MGoStatistics

Submitted by Swayze Howell Sheen on May 15th, 2010 at 11:19 PM

Introduction

Summer is upon is, and with it, a bit of a lull in our mgoblogging fervor - there are simply not as many sports to talk about. The great wait for the football season begins.

With this in mind, what better time to celebrate this very blog in some bizarre and uniquely mgobloggish way? Hence I present: MGoStats, a statistical look at this blog over the years since its inception.

It began on December 4th, 2004, with the following post at 6:30am by some guy named Brian:

 

GoBlog()
{
HelloWorld
}

An inauspicious beginning, to say the least, but thus mgoblog was born. In the years since, we have all come here for a multitude of reasons: to celebrate the highs, commiserate during the lows, but mostly for one single reason, which is to hear what one Brian Cook has to say about all matters Michigan Football (and occasionally other sports).

So I found myself wondering: how much has Brian said over the years? A couple of python scripts later, I had some answers. I wrote a trivial script to download the entire blog (old pages are available through links of the form http://www.mgoblog.com/?page=X, where higher X values link to older pages), and then a less trivial script to parse the downloaded content into a more manageable form. The python SGML parser is amazing, for those of you who care about such things.

What I found follows below. Note: there may be some errors, but I believe the results to be in the right ballpark.

Overall Results

Perhaps the single most amazing fact is that Brian himself has written something on the order of 3 million words (or typed about 17 million characters) over about 3600 articles. Wow! That's a lot of content, from his hands to our eyeballs.

 

Who Articles Words (Millions) Characters (Millions)
Brian 3595 2.952 17.48
Total 3976 3.258 19.19

The table shows these sums, as well as the sums across all contributed articles (including ones from Tim, TomVH, formerlyanonymous, and anyone else who has made the front page). It might be interesting to see how these counts (number of articles, number of words, number of comments made by users) play out on a week-by-week basis. So interesting one could even make a ... chart? Chart. Or actually, Charts.

Charts

The first chart I present is the number of articles published per week over the entire existence of mgoblog.

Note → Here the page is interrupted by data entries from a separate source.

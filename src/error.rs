use serde::Serialize;

/// App-wide error type. Every fallible function returns `Result<T, AppError>`.
/// Serializes cleanly so the dashboard gets structured error messages.
#[derive(Debug, thiserror::Error)]
pub enum AppError {
    #[error("Database error: {0}")]
    Database(#[from] rusqlite::Error),

    #[error("Connection pool error: {0}")]
    Pool(#[from] r2d2::Error),

    #[error("IO error: {0}")]
    Io(#[from] std::io::Error),

    #[error("Serialization error: {0}")]
    Serde(#[from] serde_json::Error),

    #[error("{0}")]
    NotFound(String),

    #[error("{0}")]
    Validation(String),

    /// A CSV upload lacks required header columns. Holds the missing names.
    #[error("Missing required columns: {}", .0.join(", "))]
    MissingColumns(Vec<String>),

    #[error("Invalid password")]
    InvalidCredentials,

    #[error("An account with this email already exists")]
    AlreadyExists,

    #[error("Authentication error: {0}")]
    Auth(String),

    #[error("Trigger error: {0}")]
    Trigger(String),

    #[error("Configuration error: {0}")]
    Config(String),

    #[error("{0}")]
    Internal(String),
}

impl AppError {
    /// Stable machine-readable discriminator, shared with the serialized form.
    pub fn kind(&self) -> &'static str {
        match self {
            AppError::Database(_) => "database",
            AppError::Pool(_) => "pool",
            AppError::Io(_) => "io",
            AppError::Serde(_) => "serde",
            AppError::NotFound(_) => "not_found",
            AppError::Validation(_) => "validation",
            AppError::MissingColumns(_) => "missing_columns",
            AppError::InvalidCredentials => "invalid_credentials",
            AppError::AlreadyExists => "already_exists",
            AppError::Auth(_) => "auth",
            AppError::Trigger(_) => "trigger",
            AppError::Config(_) => "config",
            AppError::Internal(_) => "internal",
        }
    }
}

/// We serialize as `{ error: "...", kind: "..." }` for frontend consumption.
impl Serialize for AppError {
    fn serialize<S>(&self, serializer: S) -> Result<S::Ok, S::Error>
    where
        S: serde::Serializer,
    {
        use serde::ser::SerializeStruct;
        let mut s = serializer.serialize_struct("AppError", 2)?;
        s.serialize_field("error", &self.to_string())?;
        s.serialize_field("kind", self.kind())?;
        s.end()
    }
}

From the chart, one can observe some interesting facts. First, from mgoblog we should expect about 14 articles per week on average over the course of a year. Second, that number is notably higher in the fall (no surprise), and lower in the spring. Finally, and perhaps most interestingly, one can see the growth of the mgoblog community in the orange bars, which represent articles written by somebody other than Brian; this content, which now represents a significant portion of mgoblog, picked up halfway through last year and has continued to get stronger. Brian's efforts at making the blog more than just himself are clearly having an impact.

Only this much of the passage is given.